//! Turn-phase orchestrator.
//!
//! Drives one duel through Draw → Standby → Main1 → Battle → Main2 → End
//! against an external rules engine:
//! - each phase first drains its own action queue, in order;
//! - a skipped phase still drains its queue, then is bypassed without
//!   entering it or asking the player anything;
//! - Main1, Battle and Main2 loop over question rounds until the player
//!   answers with a phase change;
//! - End hands the turn over via [`DuelEngine::next_turn`].
//!
//! A failing action stops its phase: the rest of that phase's queue is
//! discarded and the error is returned to the caller of [`Duel::run_turn`]
//! / [`Duel::run`].

use std::future::Future;

use tracing::{debug, trace, warn};

use crate::action::{ActionKind, ActionQueue, PhaseQueues, Player, QueuedAction};
use crate::error::{ActionError, DuelError};
use crate::phase::{Phase, SkipFlags};
use crate::question::{Answer, BattleOptions, MainPhaseOptions, Question, QuestionDesk};

/// Engine-side turn bookkeeping read by the orchestrator.
#[derive(Debug, Clone, Copy, Default, PartialEq, Eq)]
pub struct TurnState {
    pub turn_player: Player,

    /// Turns completed so far; `0` during the very first turn.
    pub turn_count: u32,

    /// Engine-controlled skip of the whole Draw phase.
    pub skip_draw: bool,

    /// Engine-controlled suppression of the normal draw only.
    pub draw_suppressed: bool,
}

#[derive(Debug, Clone, Copy, PartialEq, Eq)]
pub enum DuelOutcome {
    Winner(Player),
    Tie,
}

/// Port to the external rules engine.
pub trait DuelEngine {
    fn turn_state(&self) -> TurnState;

    /// Called when a phase is entered (not for skipped phases).
    fn enter_phase(&mut self, phase: Phase);

    /// Execute an engine action. Completes once the engine has resolved it,
    /// including any effects it triggers.
    fn perform(&mut self, action: &ActionKind)
        -> impl Future<Output = Result<(), ActionError>> + Send;

    fn main_phase_options(&self) -> MainPhaseOptions;

    fn battle_options(&self) -> BattleOptions;

    /// Advance to the next turn (turn player, turn counter).
    fn next_turn(&mut self);

    /// `Some` once the duel is decided.
    fn outcome(&self) -> Option<DuelOutcome>;
}

/// Opening parameters of a duel.
#[derive(Debug, Clone, Copy, PartialEq, Eq)]
pub struct DuelParams {
    pub life_points: u32,
    pub first_player: Player,
}

impl Default for DuelParams {
    fn default() -> Self {
        DuelParams {
            life_points: 8000,
            first_player: 0,
        }
    }
}

pub struct Duel<E> {
    engine: E,
    desk: QuestionDesk,
    opening: ActionQueue,
    queues: PhaseQueues,
    flags: SkipFlags,
    phase: Phase,
}

impl<E: DuelEngine> Duel<E> {
    pub fn new(engine: E, desk: QuestionDesk, params: DuelParams) -> Self {
        let mut opening = ActionQueue::default();
        opening.push(QueuedAction::new(ActionKind::SetLifePoints(params.life_points)));
        opening.push(QueuedAction::new(ActionKind::SetTurnPlayer(params.first_player)));

        Duel {
            engine,
            desk,
            opening,
            queues: PhaseQueues::default(),
            flags: SkipFlags::default(),
            phase: Phase::Draw,
        }
    }

    pub fn engine(&self) -> &E {
        &self.engine
    }

    pub fn engine_mut(&mut self) -> &mut E {
        &mut self.engine
    }

    pub fn into_engine(self) -> E {
        self.engine
    }

    /// Phase currently (or most recently) being processed.
    pub fn phase(&self) -> Phase {
        self.phase
    }

    pub fn flags(&self) -> SkipFlags {
        self.flags
    }

    pub fn flags_mut(&mut self) -> &mut SkipFlags {
        &mut self.flags
    }

    pub fn queue(&self, phase: Phase) -> &ActionQueue {
        self.queues.get(phase)
    }

    /// Queue an action to run at the start of `phase`.
    pub fn enqueue(&mut self, phase: Phase, action: QueuedAction) {
        self.queues.push(phase, action);
    }

    /// Run the opening actions, then turns until the engine reports an
    /// outcome.
    pub async fn run(&mut self) -> Result<DuelOutcome, DuelError> {
        while let Some(QueuedAction { kind, on_done }) = self.opening.pop() {
            if let Err(source) = self.apply(&kind).await {
                self.opening.clear();
                return Err(DuelError::Setup(source));
            }
            if let Some(cb) = on_done {
                cb(&kind);
            }
        }

        loop {
            if let Some(outcome) = self.engine.outcome() {
                debug!(?outcome, "duel decided");
                return Ok(outcome);
            }
            self.run_turn().await?;
        }
    }

    /// Run one full turn.
    pub async fn run_turn(&mut self) -> Result<(), DuelError> {
        self.flags.reset_for_turn();
        self.flags.skip_draw = self.engine.turn_state().skip_draw;

        for phase in Phase::ORDER {
            self.run_phase(phase).await?;
            if self.engine.outcome().is_some() {
                break;
            }
        }
        Ok(())
    }

    async fn run_phase(&mut self, phase: Phase) -> Result<(), DuelError> {
        self.phase = phase;

        if self.flags.is_skipped(phase) {
            debug!(?phase, "phase skipped");
            self.drain(phase).await?;
            self.queues.get_mut(phase).clear();
            return Ok(());
        }

        self.engine.enter_phase(phase);

        match phase {
            Phase::Draw => {
                self.drain(phase).await?;

                let state = self.engine.turn_state();
                if state.turn_count != 0 && !state.draw_suppressed {
                    let draw = ActionKind::Draw {
                        player: state.turn_player,
                        count: 1,
                    };
                    self.apply(&draw)
                        .await
                        .map_err(|source| DuelError::Action { phase, source })?;

                    // The draw may have queued reactions.
                    self.drain(phase).await?;
                }
                Ok(())
            }
            Phase::Standby => self.drain(phase).await,
            Phase::Main1 | Phase::Battle | Phase::Main2 => self.question_rounds(phase).await,
            Phase::End => {
                self.drain(phase).await?;
                self.engine.next_turn();
                Ok(())
            }
        }
    }

    async fn question_rounds(&mut self, phase: Phase) -> Result<(), DuelError> {
        loop {
            self.drain(phase).await?;

            let player = self.engine.turn_state().turn_player;
            let question = match phase {
                Phase::Battle => Question::BattlePhase {
                    player,
                    options: self.engine.battle_options(),
                },
                _ => Question::MainPhase {
                    player,
                    phase,
                    options: self.engine.main_phase_options(),
                },
            };

            let answer = self.desk.ask(question).await?;
            trace!(?phase, ?answer, "answer received");

            match (phase, answer) {
                (Phase::Main1, Answer::EnterBattle) => return Ok(()),
                (Phase::Main1, Answer::EnterEnd) => {
                    self.flags.skip_battle = true;
                    self.flags.skip_main2 = true;
                    return Ok(());
                }
                (Phase::Battle, Answer::EnterMain2) => return Ok(()),
                (Phase::Battle, Answer::EnterEnd) => {
                    self.flags.skip_main2 = true;
                    return Ok(());
                }
                (Phase::Main2, Answer::EnterEnd) => return Ok(()),
                (_, Answer::Act(action)) => {
                    self.queues.push(phase, QueuedAction::new(action));
                }
                (_, other) => {
                    debug!(?phase, answer = ?other, "answer not valid in this phase, asking again");
                }
            }
        }
    }

    /// Run `phase`'s queue front to back. On failure the remaining entries
    /// are dropped.
    async fn drain(&mut self, phase: Phase) -> Result<(), DuelError> {
        while let Some(QueuedAction { kind, on_done }) = self.queues.get_mut(phase).pop() {
            if let Err(source) = self.apply(&kind).await {
                let dropped = self.queues.get(phase).len();
                self.queues.get_mut(phase).clear();
                warn!(?phase, action = kind.tag(), dropped, "action failed, phase queue aborted");
                return Err(DuelError::Action { phase, source });
            }
            if let Some(cb) = on_done {
                cb(&kind);
            }
        }
        Ok(())
    }

    async fn apply(&mut self, action: &ActionKind) -> Result<(), ActionError> {
        match action {
            ActionKind::SkipPhase(target) => {
                if !self.flags.skip(*target) {
                    debug!(phase = ?target, "phase cannot be skipped");
                }
                Ok(())
            }
            other => self.engine.perform(other).await,
        }
    }
}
== == ==
YOUR OBJECTIVE: Scan the records above for the string "decided", and copy every line where it turns up.

SOLUTION:
    /// `Some` once the duel is decided.
                debug!(?outcome, "duel decided");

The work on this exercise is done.